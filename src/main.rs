//! Packet Hell headless runner
//!
//! Plays the standard board with the autopilot and logs the
//! outcome. Set `RUST_LOG=debug` to follow individual packets.
//!
//! ```text
//! packet-hell [--seed N] [--tuning FILE] [--difficulty easy|normal|hard] [--ticks N] [--save DIR]
//! ```

#[cfg(not(target_arch = "wasm32"))]
mod runner {
    use std::error::Error;
    use std::path::PathBuf;

    use packet_hell::consts::SIM_DT;
    use packet_hell::persistence::SaveStore;
    use packet_hell::sim::AutoPilot;
    use packet_hell::{Difficulty, Session, Tuning};

    struct Args {
        seed: u64,
        tuning: Option<PathBuf>,
        difficulty: Option<Difficulty>,
        max_ticks: u64,
        save_dir: Option<PathBuf>,
    }

    fn parse_args() -> Result<Args, Box<dyn Error>> {
        let mut args = Args {
            seed: 1,
            tuning: None,
            difficulty: None,
            max_ticks: 20_000,
            save_dir: None,
        };
        let mut it = std::env::args().skip(1);
        while let Some(flag) = it.next() {
            let mut value = || it.next().ok_or_else(|| format!("{flag} needs a value"));
            match flag.as_str() {
                "--seed" => args.seed = value()?.parse()?,
                "--tuning" => args.tuning = Some(PathBuf::from(value()?)),
                "--difficulty" => {
                    let name = value()?;
                    args.difficulty =
                        Some(Difficulty::from_str(&name).ok_or_else(|| format!("unknown difficulty {name}"))?);
                }
                "--ticks" => args.max_ticks = value()?.parse()?,
                "--save" => args.save_dir = Some(PathBuf::from(value()?)),
                other => return Err(format!("unknown argument {other}").into()),
            }
        }
        Ok(args)
    }

    pub fn run() -> Result<(), Box<dyn Error>> {
        let args = parse_args()?;

        let mut tuning = match &args.tuning {
            Some(path) => Tuning::load(path)?,
            None => Tuning::default(),
        };
        if let Some(difficulty) = args.difficulty {
            tuning.apply_preset(difficulty);
        }

        let store = args.save_dir.as_ref().map(|dir| SaveStore::new(dir, "packet-hell"));
        let mut session = Session::new(args.seed, tuning);
        if let Some(store) = &store {
            if store.exists() {
                match store.load() {
                    Ok(sim) => session.load_state(sim),
                    Err(e) => log::warn!("Could not continue saved game: {}", e),
                }
            }
        }
        log::info!("Packet Hell (native) starting with seed {}", session.sim().seed);

        let mut pilot = AutoPilot::new();
        while !session.sim().status.is_terminal() && session.sim().time_ticks < args.max_ticks {
            pilot.step(session.sim_mut());
            session.advance(SIM_DT);
        }

        let view = session.snapshot();
        log::info!(
            "Finished: {:?} after {} ticks ({} delivered, {} lost, {} launched, {} coins, {:.0} wire left)",
            view.status,
            view.time_ticks,
            view.counters.delivered,
            view.counters.lost,
            view.counters.total_spawned,
            view.counters.coins,
            view.remaining_budget
        );

        if let Some(store) = &store {
            if view.status.is_terminal() {
                store.clear()?;
            } else {
                store.save(session.sim())?;
            }
        }
        Ok(())
    }
}

#[cfg(not(target_arch = "wasm32"))]
fn main() {
    env_logger::init();
    if let Err(e) = runner::run() {
        log::error!("{}", e);
        std::process::exit(1);
    }
}

#[cfg(target_arch = "wasm32")]
fn main() {}
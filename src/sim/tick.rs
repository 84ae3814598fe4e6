//! Fixed timestep simulation tick
//!
//! One tick runs, in this order and never out of it:
//! noise -> physics -> delivery/loss -> release -> end conditions.

use super::collision;
use super::packet::PacketId;
use super::physics::{self, Step};
use super::state::{SimStatus, Simulation};

/// Advance the simulation by one fixed step. No-op unless running.
pub fn tick(sim: &mut Simulation) {
    if sim.status != SimStatus::Running {
        return;
    }
    sim.time_ticks += 1;

    apply_noise(sim);
    let arrivals = integrate(sim);
    resolve_arrivals(sim, &arrivals);
    release_buffered(sim);
    evaluate_end_conditions(sim);

    // Ensure deterministic ordering
    sim.normalize_order();

    debug_assert!(
        sim.invariant_violations().is_empty(),
        "invariants broken at tick {}: {:?}",
        sim.time_ticks,
        sim.invariant_violations()
    );
}

/// Accrue overlap noise and drop packets pushed past their size
fn apply_noise(sim: &mut Simulation) {
    // Runs while frozen too: stopped packets still interfere
    collision::accumulate_noise(&mut sim.packets);

    let lost: Vec<PacketId> = sim.packets.iter().filter(|p| p.is_lost()).map(|p| p.id).collect();
    for id in lost {
        if let Some(p) = sim.take_in_flight(id) {
            sim.counters.lost += 1;
            log::debug!("Packet {} lost to noise ({:.0} > {})", id.0, p.noise, p.size);
        }
    }
}

/// Move every in-flight packet; returns those that reached their wire's end
fn integrate(sim: &mut Simulation) -> Vec<PacketId> {
    if sim.effects.is_frozen() {
        sim.effects.freeze_ticks -= 1;
        if !sim.effects.is_frozen() {
            thaw(sim);
        }
        return Vec::new();
    }

    let carriers = sim.carriers();
    let mut arrivals = Vec::new();
    for packet in &mut sim.packets {
        let wire = carriers
            .get(&packet.id)
            .and_then(|w| sim.wires.iter().find(|wire| wire.id == *w));
        if physics::advance(packet, wire) == Step::Arrived {
            arrivals.push(packet.id);
        }
    }
    arrivals
}

/// Freeze expired: relaunch every packet along its current segment
fn thaw(sim: &mut Simulation) {
    let carriers = sim.carriers();
    for packet in &mut sim.packets {
        if let Some(wire) = carriers
            .get(&packet.id)
            .and_then(|w| sim.wires.iter().find(|wire| wire.id == *w))
        {
            physics::init_motion(packet, wire, &sim.tuning);
        }
    }
    log::info!("Freeze over at tick {}", sim.time_ticks);
}

/// Hand arrived packets to their destination buffer, or count them lost
fn resolve_arrivals(sim: &mut Simulation, arrivals: &[PacketId]) {
    for &id in arrivals {
        let Some(wire) = sim.wire_of(id) else {
            continue;
        };
        let dest = sim.destination(wire);
        let Some(mut packet) = sim.take_in_flight(id) else {
            continue;
        };
        packet.vel = glam::Vec2::ZERO;
        packet.accel = 0.0;
        packet.segment = 0;

        let reward = packet.profile().reward;
        let stored = match dest.and_then(|d| sim.node_mut(d)) {
            Some(node) => node.store(packet).is_ok(),
            None => false,
        };
        if stored {
            sim.counters.coins += reward;
            sim.counters.delivered += 1;
            log::debug!("Packet {} delivered via wire {} (+{} coins)", id.0, wire.0, reward);
        } else {
            sim.counters.lost += 1;
            log::debug!("Packet {} dropped at wire {}: destination full", id.0, wire.0);
        }
    }
}

/// Release at most one buffered packet per node onto its first idle outgoing wire
fn release_buffered(sim: &mut Simulation) {
    for idx in 0..sim.nodes.len() {
        let node = &sim.nodes[idx];
        if node.buffered() == 0 {
            continue;
        }
        let idle = sim
            .wires
            .iter()
            .find(|w| !sim.is_occupied(w.id) && node.has_output(w.start()))
            .map(|w| w.id);
        let Some(wire) = idle else {
            continue;
        };
        if let Some(packet) = sim.nodes[idx].release() {
            log::debug!("Packet {} released onto wire {}", packet.id.0, wire.0);
            sim.launch(packet, wire);
        }
    }
}

/// Derive terminal state from the counters; first matching rule wins
fn evaluate_end_conditions(sim: &mut Simulation) {
    let c = sim.counters;
    if c.delivered >= sim.tuning.win_deliveries {
        sim.status = SimStatus::Win;
        log::info!("WIN at tick {}: {} delivered, {} lost", sim.time_ticks, c.delivered, c.lost);
    } else if c.total_spawned > 0 && c.loss_ratio() > sim.tuning.max_loss_ratio {
        sim.status = SimStatus::GameOver;
        log::info!(
            "GAME OVER at tick {}: lost {} of {} packets",
            sim.time_ticks,
            c.lost,
            c.total_spawned
        );
    } else if sim.packets.is_empty() && sim.budget.remaining < 1.0 && sim.buffered() == 0 {
        sim.status = SimStatus::GameOver;
        log::info!("GAME OVER at tick {}: no wire left and nothing moving", sim.time_ticks);
    }
}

= = =

_WHAT TO WORK ON_.
In the entries above, how many lines include the word "while"? Only the number should be given.

_RESULT FOR THIS EXERCISE_.
3